The company recently revised its 2018 earnings on an adjusted basis, to 53 cents a share, down from 65 cents a share. On a GAAP (nonadjusted) basis, GE revised total 2018 revenue to $105.2 billion from $113.6 billion.



The company has forecast full-year 2019 earnings in the range of 50 to 60 cents per share, coming in shy of the Street consensus forecast of 70 cents a share. The company said that it adjusted industrial free cash flow burn could reach $2 billion, but said that figure will turn positive by 2020.

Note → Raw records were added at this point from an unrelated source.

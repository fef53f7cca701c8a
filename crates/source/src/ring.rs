//! Ring transport adapters
//!
//! The shared ring buffer itself is an external collaborator; this module
//! defines the narrow seam the drain loop needs ("attach, poll, read") and
//! ships two adapters:
//!
//! - [`TcpRing`] consumes the self-describing record stream over a TCP
//!   connection (the usual proxy transport for a remote ring);
//! - [`MemoryRing`] is an in-process loopback ring for tests and demos.

use std::collections::VecDeque;
use std::sync::atomic::{AtomicBool, AtomicUsize, Ordering};
use std::sync::{Arc, Mutex, PoisonError};
use std::time::Duration;

use async_trait::async_trait;
use bytes::BytesMut;
use tokio::io::AsyncReadExt;
use tokio::net::TcpStream;
use tokio::sync::Notify;

use fragsrc_protocol::{RawRecord, BASE_HEADER_SIZE, MAX_RECORD_SIZE};

use crate::error::SourceError;

/// Read buffer size for the TCP adapter (1 MiB)
const TCP_READ_BUFFER: usize = 1024 * 1024;

/// Parsed ring address
///
/// # Example
///
/// ```
/// use fragsrc_source::RingAddress;
///
/// let addr = RingAddress::parse("tcp://daq-host:30000").unwrap();
/// assert_eq!(addr, RingAddress::Tcp("daq-host:30000".into()));
/// ```
#[derive(Debug, Clone, PartialEq, Eq)]
pub enum RingAddress {
    /// Record stream over TCP: `tcp://host:port`
    Tcp(String),

    /// In-process loopback ring: `mem://name`
    Memory(String),
}

impl RingAddress {
    /// Parse a ring address string
    ///
    /// # Errors
    ///
    /// [`SourceError::InvalidAddress`] on a missing scheme, an unsupported
    /// scheme, or an empty authority.
    pub fn parse(address: &str) -> Result<Self, SourceError> {
        let Some((scheme, rest)) = address.split_once("://") else {
            return Err(SourceError::invalid_address(
                address,
                "expected '<scheme>://...'",
            ));
        };
        if rest.is_empty() {
            return Err(SourceError::invalid_address(address, "empty authority"));
        }
        match scheme {
            "tcp" => Ok(Self::Tcp(rest.to_string())),
            "mem" => Ok(Self::Memory(rest.to_string())),
            other => Err(SourceError::invalid_address(
                address,
                format!("unsupported scheme '{other}' (expected tcp or mem)"),
            )),
        }
    }
}

impl std::fmt::Display for RingAddress {
    fn fmt(&self, f: &mut std::fmt::Formatter<'_>) -> std::fmt::Result {
        match self {
            Self::Tcp(authority) => write!(f, "tcp://{authority}"),
            Self::Memory(name) => write!(f, "mem://{name}"),
        }
    }
}

/// The drain loop's view of a ring transport
#[async_trait]
pub trait RingConsumer: Send {
    /// Wait up to `timeout` for at least one complete record
    ///
    /// Returns `Ok(true)` when [`RingConsumer::pop`] would yield a record,
    /// `Ok(false)` on an empty poll.
    async fn wait_available(&mut self, timeout: Duration) -> Result<bool, SourceError>;

    /// Take the next complete record without waiting
    fn pop(&mut self) -> Result<Option<RawRecord>, SourceError>;

    /// Bytes currently buffered and readable without waiting
    fn available(&self) -> usize;
}

/// Record stream over a TCP connection
#[derive(Debug)]
pub struct TcpRing {
    stream: TcpStream,
    buf: BytesMut,
    address: String,
    eof: bool,
}

impl TcpRing {
    /// Connect to a record stream
    ///
    /// # Errors
    ///
    /// [`SourceError::Attach`] if the connection cannot be established.
    pub async fn attach(authority: &str) -> Result<Self, SourceError> {
        let stream = TcpStream::connect(authority)
            .await
            .map_err(|source| SourceError::Attach {
                address: format!("tcp://{authority}"),
                source,
            })?;
        tracing::info!(address = %authority, "attached to ring stream");
        Ok(Self {
            stream,
            buf: BytesMut::with_capacity(TCP_READ_BUFFER),
            address: authority.to_string(),
            eof: false,
        })
    }

    /// Has the far side closed the stream?
    pub fn at_eof(&self) -> bool {
        self.eof
    }

    /// One complete record is buffered
    fn decodable(&self) -> bool {
        match RawRecord::peek_size(&self.buf) {
            Some(size) => self.buf.len() >= size.max(BASE_HEADER_SIZE),
            None => false,
        }
    }

    /// Read more bytes from the stream; returns false at EOF
    async fn fill(&mut self) -> Result<bool, SourceError> {
        let n = self.stream.read_buf(&mut self.buf).await?;
        if n == 0 {
            if !self.eof {
                tracing::warn!(address = %self.address, "ring stream closed by peer");
            }
            self.eof = true;
            return Ok(false);
        }
        Ok(true)
    }
}

#[async_trait]
impl RingConsumer for TcpRing {
    async fn wait_available(&mut self, timeout: Duration) -> Result<bool, SourceError> {
        if self.decodable() {
            return Ok(true);
        }
        if self.eof {
            tokio::time::sleep(timeout).await;
            return Ok(false);
        }
        let deadline = tokio::time::Instant::now() + timeout;
        while !self.decodable() {
            match tokio::time::timeout_at(deadline, self.fill()).await {
                Ok(Ok(true)) => continue,
                Ok(Ok(false)) => return Ok(false), // EOF
                Ok(Err(e)) => return Err(e),
                Err(_) => return Ok(false), // poll interval elapsed
            }
        }
        Ok(true)
    }

    fn pop(&mut self) -> Result<Option<RawRecord>, SourceError> {
        let Some(size) = RawRecord::peek_size(&self.buf) else {
            return Ok(None);
        };
        // A corrupt size field means the stream is out of sync; there is no
        // way to resynchronize a self-describing stream.
        if size < BASE_HEADER_SIZE {
            return Err(fragsrc_protocol::ProtocolError::too_short(BASE_HEADER_SIZE, size).into());
        }
        if size > MAX_RECORD_SIZE {
            return Err(fragsrc_protocol::ProtocolError::oversized(size).into());
        }
        if self.buf.len() < size {
            return Ok(None);
        }
        let image = self.buf.split_to(size).freeze();
        Ok(Some(RawRecord::decode(image)?))
    }

    fn available(&self) -> usize {
        self.buf.len()
    }
}

/// Shared state behind the loopback ring
struct MemoryState {
    queue: Mutex<VecDeque<RawRecord>>,
    bytes: AtomicUsize,
    notify: Notify,
    closed: AtomicBool,
}

/// In-process loopback ring, consumer half
pub struct MemoryRing {
    state: Arc<MemoryState>,
}

/// In-process loopback ring, producer half
#[derive(Clone)]
pub struct MemoryRingWriter {
    state: Arc<MemoryState>,
}

impl MemoryRing {
    /// Create a connected writer/consumer pair
    pub fn channel() -> (MemoryRingWriter, MemoryRing) {
        let state = Arc::new(MemoryState {
            queue: Mutex::new(VecDeque::new()),
            bytes: AtomicUsize::new(0),
            notify: Notify::new(),
            closed: AtomicBool::new(false),
        });
        (
            MemoryRingWriter {
                state: Arc::clone(&state),
            },
            MemoryRing { state },
        )
    }

    fn is_empty(&self) -> bool {
        self.state
            .queue
            .lock()
            .unwrap_or_else(PoisonError::into_inner)
            .is_empty()
    }
}

impl MemoryRingWriter {
    /// Push one record into the ring
    pub fn push(&self, record: RawRecord) {
        let size = record.size();
        self.state
            .queue
            .lock()
            .unwrap_or_else(PoisonError::into_inner)
            .push_back(record);
        self.state.bytes.fetch_add(size, Ordering::Relaxed);
        self.state.notify.notify_one();
    }

    /// Mark the ring closed (no more records will be pushed)
    pub fn close(&self) {
        self.state.closed.store(true, Ordering::Relaxed);
        self.state.notify.notify_one();
    }
}

#[async_trait]
impl RingConsumer for MemoryRing {
    async fn wait_available(&mut self, timeout: Duration) -> Result<bool, SourceError> {
        if !self.is_empty() {
            return Ok(true);
        }
        let notified = self.state.notify.notified();
        tokio::pin!(notified);
        // Re-check after registering for notification: a push may have
        // landed between the emptiness test and the registration.
        if !self.is_empty() {
            return Ok(true);
        }
        tokio::select! {
            _ = &mut notified => Ok(!self.is_empty()),
            _ = tokio::time::sleep(timeout) => Ok(!self.is_empty()),
        }
    }

    fn pop(&mut self) -> Result<Option<RawRecord>, SourceError> {
        let record = self
            .state
            .queue
            .lock()
            .unwrap_or_else(PoisonError::into_inner)
            .pop_front();
        if let Some(ref record) = record {
            self.state.bytes.fetch_sub(record.size(), Ordering::Relaxed);
        }
        Ok(record)
    }

    fn available(&self) -> usize {
        self.state.bytes.load(Ordering::Relaxed)
    }
}

#[cfg(test)]
#[path = "ring_test.rs"]
mod ring_test;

Culp said during the company's outlook broker conference call this week, 'It's really been about getting into the granular operating detail with each of our businesses. Bottoms up, if you will. We will continue to share information about our company as we have a clear view of it. It's that simple. I mean, you've seen this in our recent communications, including a simpler 10-K that includes more detail and the Insurance Teach-in we held last week. That approach will continue today and going forward.'



He continued, 'We are working diligently to return GE to a position of strength, and I am confident that we will do that. This is a team that is very mindful of where we are. We do not need any convincing that we can and should be better. We're determined to do the hard work of running this company differently over time. We have leading technologies and growing markets and will spend some time talking through the environment in those markets in a little bit.'



'Our vast and valuable installed base keeps us intimately involved with our customers. And let me assure you, having spent a lot of time with them, that our customers are rooting for GE. These relationships and the scale of the network GE has built around the world continues to be a unique competitive advantage. We also face a number of challenges, and let me touch upon two of the largest. First, simply put, we have too much debt, and we need to reduce it thoughtfully and quickly. We have taken meaningful steps here, such as the recently announced Biopharma deal, which are putting GE on firmer financial footing. Second, at Power, as we described to you on our last earnings call, we understand the root causes of our underperformance in 2018. We continue to adjust to market realities, move past some nonoperational headwinds and improve on our execution issues,' added the CEO.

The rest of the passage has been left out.